Where the poets are

Canadian Festival of Spoken Word comes to Winnipeg

Steve Currie is Winnipeg director of the Canadian Festival of Spoken Word.

Enthusiasts and beginners alike will have a chance to take in slam poets from across Canada in Winnipeg at the Canadian Festival of Spoken Word.

“The main core of the festival is the Canadian National Championships for Slam Poetry,” Steve Currie, festival director in Winnipeg, says. 

This year is a first for Winnipeg, because the championships will be held here for the first time. Shows, workshops and after-parties will take place from Oct. 23 to 30 in local downtown venues as part of the festival.

Though Currie says Winnipeg has a fairly developed scene and has had success with festivals in the past, this is the first time it’s been able to host a larger event such as the championships.

“Compared to say Toronto or Vancouver, we are a smaller market, a smaller scene,” he says. “We didn’t have the audience or really the capacity to do it before.”

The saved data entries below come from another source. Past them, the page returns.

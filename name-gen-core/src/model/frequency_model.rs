use std::collections::HashMap;

use super::state::{Distribution, TransitionCounts};
use super::symbol::Symbol;
use crate::error::{NameGenError, Result};

/// Accumulates positional transition counts from seed words.
///
/// The builder is the only mutable stage of a model. `build` consumes it and
/// normalizes every state, so a `FrequencyModel` can never be observed with
/// raw counts.
///
/// # Notes
/// - Duplicate words are counted again, increasing their weight.
/// - Words are taken as given (no trimming or lowercasing).
#[derive(Debug, Default)]
pub struct ModelBuilder {
	/// `positions[i]` maps a previous symbol to the counts of what followed it
	/// at position `i`.
	positions: Vec<HashMap<Symbol, TransitionCounts>>,
	word_count: usize,
}

impl ModelBuilder {
	pub fn new() -> Self {
		Self::default()
	}

	/// Adds one seed word to the counts.
	///
	/// # Errors
	/// Returns `InvalidCharacter` if the word contains `^` or `$`. The
	/// builder is left untouched in that case.
	pub fn add_word(&mut self, word: &str) -> Result<()> {
		if let Some(character) = word.chars().find(|c| Symbol::is_reserved(*c)) {
			return Err(NameGenError::InvalidCharacter { word: word.to_owned(), character });
		}

		for (position, (previous, next)) in Symbol::pairs(word).enumerate() {
			if self.positions.len() <= position {
				self.positions.push(HashMap::new());
			}
			self.positions[position].entry(previous).or_default().add_transition(next);
		}
		self.word_count += 1;
		Ok(())
	}

	/// Number of words added so far.
	pub fn word_count(&self) -> usize {
		self.word_count
	}

	/// Normalizes the counts into an immutable model.
	///
	/// # Errors
	/// Returns `EmptyModel` if no word was added.
	pub fn build(self) -> Result<FrequencyModel> {
		if self.word_count == 0 {
			return Err(NameGenError::EmptyModel);
		}

		let positions: Vec<HashMap<Symbol, Distribution>> = self
			.positions
			.into_iter()
			.map(|states| {
				states
					.into_iter()
					.filter_map(|(previous, counts)| counts.normalize().map(|d| (previous, d)))
					.collect()
			})
			.collect();

		let model = FrequencyModel { positions, word_count: self.word_count };
		log::debug!(
			"built frequency model: {} words, {} positions, {} states",
			model.word_count,
			model.positions.len(),
			model.state_count()
		);
		Ok(model)
	}
}

/// Positional character-transition probabilities learned from a corpus.
///
/// Maps `position -> previous symbol -> next symbol -> probability`, where
/// position 0 predicts the first real character from `Symbol::Start`.
///
/// # Invariants
/// - Every stored distribution sums to 1.0 (within floating-point tolerance)
/// - `(0, Start)` is always present
/// - The model is never mutated after construction, so it can be shared
///   between threads and read concurrently
#[derive(Clone, Debug)]
pub struct FrequencyModel {
	positions: Vec<HashMap<Symbol, Distribution>>,
	word_count: usize,
}

impl FrequencyModel {
	/// Builds a model from an ordered corpus of lowercase words.
	///
	/// # Errors
	/// - `EmptyModel` if the corpus is empty.
	/// - `InvalidCharacter` if a word contains `^` or `$`.
	pub fn from_words<I, S>(words: I) -> Result<Self>
	where
		I: IntoIterator<Item = S>,
		S: AsRef<str>,
	{
		let mut builder = ModelBuilder::new();
		for word in words {
			builder.add_word(word.as_ref())?;
		}
		builder.build()
	}

	/// Model from raw positional tables, bypassing the builder.
	#[cfg(test)]
	pub(crate) fn from_positions(positions: Vec<HashMap<Symbol, Distribution>>) -> Self {
		Self { positions, word_count: 1 }
	}

	/// Distribution for `(position, previous)`, if observed in training.
	pub fn distribution(&self, position: usize, previous: Symbol) -> Option<&Distribution> {
		self.positions.get(position)?.get(&previous)
	}

	/// Probability of `next` following `previous` at `position`.
	///
	/// Returns 0.0 for unseen states or transitions.
	pub fn probability(&self, position: usize, previous: Symbol, next: Symbol) -> f64 {
		self.distribution(position, previous).map_or(0.0, |d| d.probability(next))
	}

	/// Iterates over every `(position, previous, distribution)` state.
	pub fn states(&self) -> impl Iterator<Item = (usize, Symbol, &Distribution)> {
		self.positions
			.iter()
			.enumerate()
			.flat_map(|(position, states)| states.iter().map(move |(previous, d)| (position, *previous, d)))
	}

	/// Number of `(position, previous)` states.
	pub fn state_count(&self) -> usize {
		self.positions.iter().map(HashMap::len).sum()
	}

	/// Number of positions with at least one state.
	/// Equals the length of the longest training word plus one.
	pub fn position_count(&self) -> usize {
		self.positions.len()
	}

	/// Number of training words, duplicates included.
	pub fn word_count(&self) -> usize {
		self.word_count
	}
}

#[cfg(test)]
mod tests {
	use super::*;

	const EPSILON: f64 = 1e-9;

	#[test]
	fn empty_corpus_is_rejected() {
		let words: [&str; 0] = [];
		assert!(matches!(FrequencyModel::from_words(words), Err(NameGenError::EmptyModel)));
	}

	#[test]
	fn reserved_characters_are_rejected() {
		match FrequencyModel::from_words(["ann", "b$b"]) {
			Err(NameGenError::InvalidCharacter { word, character }) => {
				assert_eq!(word, "b$b");
				assert_eq!(character, '$');
			}
			other => panic!("expected InvalidCharacter, got {:?}", other),
		}
		assert!(matches!(
			FrequencyModel::from_words(["^ann"]),
			Err(NameGenError::InvalidCharacter { character: '^', .. })
		));
	}

	#[test]
	fn rejected_word_leaves_builder_untouched() {
		let mut builder = ModelBuilder::new();
		builder.add_word("ann").unwrap();
		assert!(builder.add_word("a^").is_err());
		assert_eq!(builder.word_count(), 1);
		let model = builder.build().unwrap();
		assert_eq!(model.probability(0, Symbol::Start, Symbol::Char('a')), 1.0);
		assert_eq!(model.position_count(), 4);
	}

	#[test]
	fn shared_prefix_splits_probability() {
		let model = FrequencyModel::from_words(["ann", "amy"]).unwrap();
		assert!((model.probability(0, Symbol::Start, Symbol::Char('a')) - 1.0).abs() < EPSILON);
		assert!((model.probability(1, Symbol::Char('a'), Symbol::Char('n')) - 0.5).abs() < EPSILON);
		assert!((model.probability(1, Symbol::Char('a'), Symbol::Char('m')) - 0.5).abs() < EPSILON);
		assert_eq!(model.probability(2, Symbol::Char('n'), Symbol::Char('n')), 1.0);
		assert_eq!(model.probability(2, Symbol::Char('m'), Symbol::Char('y')), 1.0);
		assert_eq!(model.probability(3, Symbol::Char('y'), Symbol::End), 1.0);
	}

	#[test]
	fn first_letters_split_at_start() {
		let model = FrequencyModel::from_words(["ann", "bob"]).unwrap();
		assert_eq!(model.probability(0, Symbol::Start, Symbol::Char('a')), 0.5);
		assert_eq!(model.probability(0, Symbol::Start, Symbol::Char('b')), 0.5);
	}

	#[test]
	fn duplicates_increase_weight() {
		let model = FrequencyModel::from_words(["ann", "ann", "ann", "bob"]).unwrap();
		assert_eq!(model.word_count(), 4);
		assert_eq!(model.probability(0, Symbol::Start, Symbol::Char('a')), 0.75);
		assert_eq!(model.probability(0, Symbol::Start, Symbol::Char('b')), 0.25);
	}

	#[test]
	fn same_character_at_different_positions_is_independent() {
		let model = FrequencyModel::from_words(["ab", "ba"]).unwrap();
		// first 'a' is always followed by 'b', second 'a' always ends the word
		assert_eq!(model.probability(1, Symbol::Char('a'), Symbol::Char('b')), 1.0);
		assert_eq!(model.probability(1, Symbol::Char('a'), Symbol::End), 0.0);
		assert_eq!(model.probability(2, Symbol::Char('a'), Symbol::End), 1.0);
		assert_eq!(model.probability(2, Symbol::Char('b'), Symbol::End), 1.0);
		assert!(model.distribution(2, Symbol::Char('x')).is_none());
		assert!(model.distribution(7, Symbol::Start).is_none());
	}

	#[test]
	fn empty_word_records_start_to_end() {
		let model = FrequencyModel::from_words([""]).unwrap();
		assert_eq!(model.state_count(), 1);
		assert_eq!(model.probability(0, Symbol::Start, Symbol::End), 1.0);
	}

	#[test]
	fn states_iterates_every_distribution() {
		let model = FrequencyModel::from_words(["ann", "amy"]).unwrap();
		assert_eq!(model.states().count(), model.state_count());
		// ^, a, n|m, n|y
		assert_eq!(model.state_count(), 6);
		for (_, _, d) in model.states() {
			assert!((d.total() - 1.0).abs() < EPSILON);
		}
	}
}
use thiserror::Error;

use crate::model::symbol::Symbol;

/// Errors raised while building a `FrequencyModel` or walking it.
#[derive(Error, Debug)]
pub enum NameGenError {
	/// The corpus held no words, so the model has no transitions.
	#[error("empty model: no training words were supplied")]
	EmptyModel,

	/// A seed word contains one of the reserved marker characters (`^` or `$`).
	#[error("invalid character {character:?} in seed word {word:?}")]
	InvalidCharacter { word: String, character: char },

	/// The sampler reached a state the model never observed.
	///
	/// Cannot happen on a model produced by `ModelBuilder`; treat it as an
	/// internal invariant violation.
	#[error("unknown transition at position {position} after {previous}")]
	UnknownTransition { position: usize, previous: Symbol },

	/// The generated word would exceed the sampler's length cap.
	/// Each generation is independent, so the caller may simply retry.
	#[error("generation overrun: word longer than {limit} characters")]
	GenerationOverrun { limit: usize },

	/// Propagated I/O error (seed file loading).
	#[error("I/O error: {0}")]
	Io(#[from] std::io::Error),
}

impl NameGenError {
	/// Whether retrying the same call may succeed.
	pub fn is_retryable(&self) -> bool {
		matches!(self, NameGenError::GenerationOverrun { .. })
	}
}

pub type Result<T> = std::result::Result<T, NameGenError>;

Currie says after starting up a Winnipeg Spoken Word Festival two years ago, there’s been expansion in local interest. 

“Since then, we’ve seen our scene from being 20 to 30 people and teams, who were basically the same people going every year, to 40- or 50-person audiences and a way bigger variety of performers,” he says.

Larysa Musick will represent Winnipeg in the championships for her second year. She says she found the scene very welcoming. She had been embarrassed about the poems she wrote in high school until an English teacher encouraged her to share them.

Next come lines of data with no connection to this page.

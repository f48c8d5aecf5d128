//! Word generation from positional character statistics.
//!
//! This crate learns, for every position in a word, how likely each
//! character is to follow the previous one, and walks those statistics as
//! a Markov chain to invent new, plausible-looking words (e.g. first names).
//!
//! ```no_run
//! use name_gen_core::{FrequencyModel, WordSampler};
//!
//! let model = FrequencyModel::from_words(["ann", "amy", "bob"])?;
//! let word = WordSampler::new(&model).generate()?;
//! println!("{}", word);
//! # Ok::<(), name_gen_core::NameGenError>(())
//! ```

/// Frequency model, symbols and sampling.
pub mod model;

/// Error taxonomy shared by model building and generation.
pub mod error;

/// Seed file loading and display helpers.
pub mod io;

pub use error::{NameGenError, Result};
pub use model::{FrequencyModel, ModelBuilder, Symbol, WordSampler};
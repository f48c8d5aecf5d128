//! Positional Markov-chain word model.
//!
//! This module provides:
//! - Tagged boundary symbols (`Symbol`)
//! - Model construction and inspection (`ModelBuilder`, `FrequencyModel`)
//! - Word generation (`WordSampler`)

/// Tagged symbols, including the `Start` and `End` word boundaries.
pub mod symbol;

/// Positional transition tables and their builder.
///
/// Counts transitions per `(position, previous)` state and normalizes
/// them into probability distributions.
pub mod frequency_model;

/// Markov chain walk over a `FrequencyModel`.
pub mod sampler;

/// Per-state transition counts and distributions.
/// Only `Distribution` is exposed.
mod state;

pub use frequency_model::{FrequencyModel, ModelBuilder};
pub use sampler::{DEFAULT_MAX_LENGTH, WordSampler};
pub use state::Distribution;
pub use symbol::{END_CHAR, START_CHAR, Symbol};
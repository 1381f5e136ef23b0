//! Timeline backend over the SoulMap HTTP API.

use async_trait::async_trait;
use reqwest::{Client, Response};
use serde::de::DeserializeOwned;
use serde_json::Value;
use tracing::debug;

use super::backend::TimelineBackend;
use crate::api::{
    CreateCollectionRequest, GenerateMomentRequest, GenerateMomentResponse, SetMembershipRequest,
};
use crate::error::{Error, Result};
use crate::models::{Collection, Membership, Moment, NewMoment};
use crate::services::GenerationRequest;

/// Client for a running SoulMap server.
#[derive(Clone)]
pub struct HttpBackend {
    client: Client,
    base_url: String,
}

impl HttpBackend {
    /// `base_url` is the server root, e.g. `http://localhost:3000`.
    pub fn new(base_url: &str) -> Result<Self> {
        let client = Client::builder()
            .build()
            .map_err(|e| Error::Internal(format!("Failed to build HTTP client: {}", e)))?;

        Ok(Self {
            client,
            base_url: base_url.trim_end_matches('/').to_string(),
        })
    }

    fn url(&self, path: &str) -> String {
        format!("{}/api{}", self.base_url, path)
    }

    async fn get_json<T: DeserializeOwned>(&self, path: &str) -> Result<T> {
        let response = self.client.get(self.url(path)).send().await?;
        Ok(check(response).await?.json().await?)
    }
}

/// Turn an error response into `Error::Upstream`, keeping its message.
async fn check(response: Response) -> Result<Response> {
    let status = response.status();
    if status.is_success() {
        return Ok(response);
    }

    let text = response.text().await.unwrap_or_default();
    let message = serde_json::from_str::<Value>(&text)
        .ok()
        .and_then(|v| v["error"].as_str().map(String::from))
        .unwrap_or_else(|| format!("Request failed with status {}", status));

    debug!(status = status.as_u16(), "SoulMap API error: {}", message);

    Err(Error::Upstream {
        status: status.as_u16(),
        message,
    })
}

#[async_trait]
impl TimelineBackend for HttpBackend {
    async fn generate_image(&self, request: &GenerationRequest) -> Result<String> {
        let body = GenerateMomentRequest {
            description: Some(request.description.clone()),
            moment_type: Some(request.moment_type.clone()),
            cinematic_style: Some(request.cinematic_style.clone()),
        };

        let response = self
            .client
            .post(self.url("/generate-moment"))
            .json(&body)
            .send()
            .await?;

        let generated: GenerateMomentResponse = check(response).await?.json().await?;
        Ok(generated.image_url)
    }

    async fn insert_moment(&self, moment: NewMoment) -> Result<Moment> {
        let response = self
            .client
            .post(self.url("/moments"))
            .json(&moment)
            .send()
            .await?;
        Ok(check(response).await?.json().await?)
    }

    async fn list_moments(&self) -> Result<Vec<Moment>> {
        self.get_json("/moments").await
    }

    async fn delete_moment(&self, id: &str) -> Result<()> {
        let response = self
            .client
            .delete(self.url(&format!("/moments/{}", id)))
            .send()
            .await?;
        check(response).await?;
        Ok(())
    }

    async fn list_collections(&self) -> Result<Vec<Collection>> {
        self.get_json("/collections").await
    }

    async fn count_collections(&self) -> Result<i64> {
        let body: Value = self.get_json("/collections/count").await?;
        body["count"]
            .as_i64()
            .ok_or_else(|| Error::Internal("Missing count in response".to_string()))
    }

    async fn create_collection(
        &self,
        name: &str,
        description: Option<&str>,
    ) -> Result<Collection> {
        let body = CreateCollectionRequest {
            name: name.to_string(),
            description: description.map(String::from),
        };
        let response = self
            .client
            .post(self.url("/collections"))
            .json(&body)
            .send()
            .await?;
        Ok(check(response).await?.json().await?)
    }

    async fn list_moment_collection_ids(&self, moment_id: &str) -> Result<Vec<String>> {
        self.get_json(&format!("/moments/{}/collections", moment_id))
            .await
    }

    async fn list_collection_moment_ids(&self, collection_id: &str) -> Result<Vec<String>> {
        self.get_json(&format!("/collections/{}/moments", collection_id))
            .await
    }

    async fn is_member(&self, moment_id: &str, collection_id: &str) -> Result<bool> {
        let membership: Membership = self
            .get_json(&format!(
                "/moments/{}/collections/{}",
                moment_id, collection_id
            ))
            .await?;
        Ok(membership.present)
    }

    async fn set_membership(
        &self,
        moment_id: &str,
        collection_id: &str,
        present: bool,
    ) -> Result<Membership> {
        let response = self
            .client
            .put(self.url(&format!(
                "/moments/{}/collections/{}",
                moment_id, collection_id
            )))
            .json(&SetMembershipRequest { present })
            .send()
            .await?;
        Ok(check(response).await?.json().await?)
    }
}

“I showed up, didn’t know any of the rules and read a five-minute poem when the rule is that they’re supposed to be three minutes,” she says. “But the community greeted me with open arms, and I’ve been doing it since.”

Currie says people don’t always consider poetry events when thinking of ways to spend an evening.

“It’s not a question of ‘Winnipeg doesn’t like performance,’” he says. “I think it’s mostly that people who have never been to a contemporary poetry show and seen what can be done and what people are doing with the art don’t really know what to expect.”

Musick says spoken word can be a great starting point for people who don’t know much about poetry.

While works published in literary journals are often critiqued by literary scholars, spoken word is more open, as the audience scores the poems at a slam, she says.

“The audience can range from people who have never read poetry before to people who read it all the time, to random people who walk in from the RBC across the street. It can be anyone who gives you a score,” Musick says. She finds spoken word poetry easier to digest for beginners, as the language is more conversational.

For people who are new to spoken word, now is the time to take a chance and let the poets know the score.

Canadian Festival of Spoken Word takes place from Oct. 23 to 30. Cover for shows starts at $5, and a festival pass is $40. Buy tickets and check out a full line-up at cfsw.ca.

Published in Volume 71, Number 7 of The Uniter (October 20, 2016)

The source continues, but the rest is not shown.